Yuder havia pensado que era como duas pessoas inteiramente diferentes sendo costuradas à força em uma colcha de retalhos.
Naquela época, Kishiar também sabia. Ele deve ter sentido algo semelhante de Yuder. Era apenas natural.
Ele havia prometido a Yuder, após o acidente, quando Yuder finalmente recuperou a consciência, que encontraria uma maneira de consertar isso.
Mas a promessa nunca foi cumprida. Aquele homem morreu nas próprias mãos de Yuder.
E, no entanto, Yuder foi libertado da dor e emoções implacáveis por causa dessa morte. De certa forma, talvez não fosse errado dizer que o problema havia sido resolvido.
Yuder há muito havia esquecido esse fato.

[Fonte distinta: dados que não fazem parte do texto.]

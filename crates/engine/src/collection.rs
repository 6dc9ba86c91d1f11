//! Collection pool root
//!
//! Every collection pool is rooted at a [`CollectionRoot`] holding the record
//! map root and the head of the pool's index list.

use crate::record_map::RecordMap;
use pmstore_core::{ObjectId, PmseResult};
use pmstore_storage::PersistentPool;
use serde::{Deserialize, Serialize};
use tracing::debug;

#[derive(Debug, Clone, Serialize, Deserialize)]
pub(crate) struct CollectionRoot {
    pub(crate) record_map: ObjectId,
    pub(crate) index_head: Option<ObjectId>,
}

impl CollectionRoot {
    /// Read the root of `pool`, creating root and empty record map in one
    /// transaction if the pool is fresh.
    pub(crate) fn ensure(pool: &PersistentPool) -> PmseResult<CollectionRoot> {
        if let Some(root) = pool.root::<CollectionRoot>()? {
            return Ok(root);
        }
        let root = pool.transaction(|tx| -> PmseResult<CollectionRoot> {
            let root = CollectionRoot {
                record_map: RecordMap::create(tx)?,
                index_head: None,
            };
            let id = tx.alloc(&root)?;
            tx.set_root(Some(id))?;
            Ok(root)
        })?;
        debug!(target: "pmstore::engine", path = %pool.path().display(), "Collection root created");
        Ok(root)
    }
}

Até que ele começou a sonhar aqueles velhos sonhos e recuperar essas memórias novamente nesta vida, ele quase havia esquecido completamente a experiência.
“Na verdade, desde que vi o fio pela primeira vez enquanto tentava te encontrar, sempre tive uma pergunta.”

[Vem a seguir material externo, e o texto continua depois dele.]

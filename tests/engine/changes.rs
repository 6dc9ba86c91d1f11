//! Change objects finalized through recovery units.

use crate::common::*;
use pmstore::{Change, FinalizeStats, Record};

#[test]
fn every_change_finalized_exactly_once_on_commit() {
    let (_dir, engine) = new_engine();
    let store = create_store(&engine, "shop.orders", "collection-1");

    let mut ru = RecoveryUnit::new();
    for i in 0..10u8 {
        store.insert_record(&mut ru, &[i; 16]).unwrap();
    }
    assert_eq!(ru.pending(), 10);

    let stats = ru.commit_unit_of_work().unwrap();
    assert_eq!(stats, FinalizeStats { applied: 10, failed: 0 });

    // Drained: neither a second commit nor an abort touches them again
    assert_eq!(ru.commit_unit_of_work().unwrap().applied, 0);
    assert_eq!(ru.abort_unit_of_work().unwrap().applied, 0);
    drop(ru);
    assert_eq!(store.num_records(), 10);
}

#[test]
fn every_change_finalized_exactly_once_on_abort() {
    let (_dir, engine) = new_engine();
    let store = create_store(&engine, "shop.orders", "collection-1");
    let existing = insert_committed(&store, &[b"a", b"b", b"c"]);

    let mut ru = RecoveryUnit::new();
    store.insert_record(&mut ru, b"d").unwrap();
    for id in &existing {
        store.delete_record(&mut ru, *id).unwrap();
    }
    assert_eq!(store.num_records(), 1);

    let stats = ru.abort_unit_of_work().unwrap();
    assert_eq!(stats.applied, 4);
    assert_eq!(ru.abort_unit_of_work().unwrap().applied, 0);
    assert_eq!(store.num_records(), 3);
}

#[test]
fn rollback_restores_removed_payload() {
    let (_dir, engine) = new_engine();
    let store = create_store(&engine, "shop.orders", "collection-1");
    let ids = insert_committed(&store, &[b"original payload"]);

    let mut ru = RecoveryUnit::new();
    store.delete_record(&mut ru, ids[0]).unwrap();
    assert_eq!(store.find_record(ids[0]).unwrap(), None);
    ru.abort_unit_of_work().unwrap();

    let restored = store.record_map().find(ids[0]).unwrap();
    assert_eq!(restored, Some(Record::new(ids[0], b"original payload".to_vec())));
    assert_eq!(store.data_size(), 16);
}

#[test]
fn commit_of_removal_leaves_no_trace() {
    let (_dir, engine) = new_engine();
    let store = create_store(&engine, "shop.orders", "collection-1");
    let ids = insert_committed(&store, &[b"to be removed"]);

    let mut ru = RecoveryUnit::new();
    store.delete_record(&mut ru, ids[0]).unwrap();
    ru.commit_unit_of_work().unwrap();

    assert_eq!(store.find_record(ids[0]).unwrap(), None);
    assert_eq!(store.num_records(), 0);
    assert_eq!(store.data_size(), 0);
}

#[test]
fn insert_rollback_after_concurrent_removal_is_noop() {
    let (_dir, engine) = new_engine();
    let store = create_store(&engine, "shop.orders", "collection-1");

    let loc = store.record_map().insert(b"racy").unwrap();
    let change = Change::insert(store.record_map().clone(), loc);
    store.record_map().remove(loc).unwrap();

    change.rollback().unwrap();
    assert_eq!(store.num_records(), 0);
}

#[test]
fn dropped_unit_rolls_back() {
    let (_dir, engine) = new_engine();
    let store = create_store(&engine, "shop.orders", "collection-1");
    {
        let mut ru = RecoveryUnit::new();
        store.insert_record(&mut ru, b"uncommitted").unwrap();
        assert_eq!(store.num_records(), 1);
    }
    assert_eq!(store.num_records(), 0);
}

#[test]
fn committed_changes_survive_restart_and_aborted_do_not() {
    let dir = TempDir::new().unwrap();
    let (kept, discarded) = {
        let engine = open_engine(dir.path());
        let store = create_store(&engine, "shop.orders", "collection-1");

        let kept = insert_committed(&store, &[b"kept"])[0];
        let mut ru = RecoveryUnit::new();
        let discarded = store.insert_record(&mut ru, b"discarded").unwrap();
        ru.abort_unit_of_work().unwrap();
        (kept, discarded)
    };

    let engine = open_engine(dir.path());
    let store = engine
        .get_record_store(&ns("shop.orders"), &ident("collection-1"))
        .unwrap();
    assert_eq!(store.find_record(kept).unwrap(), Some(b"kept".to_vec()));
    assert_eq!(store.find_record(discarded).unwrap(), None);
    assert_eq!(store.num_records(), 1);
}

A voz baixa que escorregou no ouvido de Yuder o puxou de volta do abismo das velhas memórias. Kishiar, com os olhos baixos, continuou falando com um rosto sem humor.

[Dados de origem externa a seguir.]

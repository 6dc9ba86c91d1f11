//! On-disk byte format for pool files.
//!
//! Keeping serialization separate from operational logic (how pools are
//! opened, mutated and closed) makes format evolution easier to manage.

pub mod pool_image;

pub use pool_image::{
    ImageError, PoolHeader, PoolImage, OBJECT_OVERHEAD, POOL_FIXED_OVERHEAD, POOL_FORMAT_VERSION,
    POOL_MAGIC,
};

“Quando exatamente essa coisa começou e quando foi criada? Por que ela existe apenas entre você e eu, e mais ninguém? Algo tão misterioso... não deveria ter tido um começo mais dramático?”
“...Dramático, você diz?”
Por um momento, Yuder pensou ter ouvido errado.
“Sim, dramático.”
Finalmente, um leve sorriso tocou os lábios do homem.
“Nem todo começo precisa ser chamativo ou destinado. Muitas coisas acontecem sem uma razão clara. O que estou dizendo está mais próximo de causa e efeito do que de significado. Você entende?”
Causa e efeito, em vez de significado. Era uma metáfora difícil, mas Yuder de alguma forma teve a sensação.
“...Acho que entendo.”
“Não houve causa para a conexão que nos une. Nenhuma causa previsível—apenas o resultado existiu em algum momento. Depois que aprendi mais histórias que não conhecia antes, especulei mais uma vez.”
“......”
“Talvez o começo dessa conexão... desse imprint... não tenha sido algo criado aqui pelo que eu fiz agora. Talvez tenha se originado no jogo anterior e de alguma forma continuado neste.”
Encarando aqueles olhos carmesins enquanto ele dizia isso, Yuder sentiu arrepios subindo pelo seu braço.
Até onde ele havia pensado sobre tudo isso?
Apenas com o pouco que Yuder havia dito, o quanto esse homem conseguiu deduzir?
Por um momento fugaz, uma voz de um de seus velhos sonhos ecoou em sua mente.
‘—Afaste à força até que todas as conexões sejam cortadas... e então...’
Yuder ainda não podia ter certeza se essa realmente tinha sido sua voz.
Talvez a conexão que ele pensou ter desaparecido quando Kishiar morreu não tenha realmente desaparecido.
Se ele contasse ao Kishiar atual sobre aquele sonho, sobre a “conexão” que ele havia experimentado naquela época... ele seria capaz de descobrir algo com isso também?
...mas, por uma vez, os lábios geralmente soltos de Yuder pareceram selados.
‘Ele já sabe que eu matei o Kishiar da minha vida anterior. Qual é o problema disso?’
Como o próprio Kishiar havia dito, o que importava era o presente—não o passado.
Ele sabia disso. No entanto, sua mente permaneceu fria e escura.
‘Droga.’
Ele estava prestes a morder os lábios em frustração quando—
A mão entrelaçada com a sua o puxou abruptamente para frente.
Assustado, os lábios de Yuder colidiram com outro par de lábios.
[1] - Imprint, neste contexto, refere-se a uma ligação profunda e duradoura entre duas pessoas, comparável a uma marca ou impressão que influencia seu relacionamento e percepção um do outro.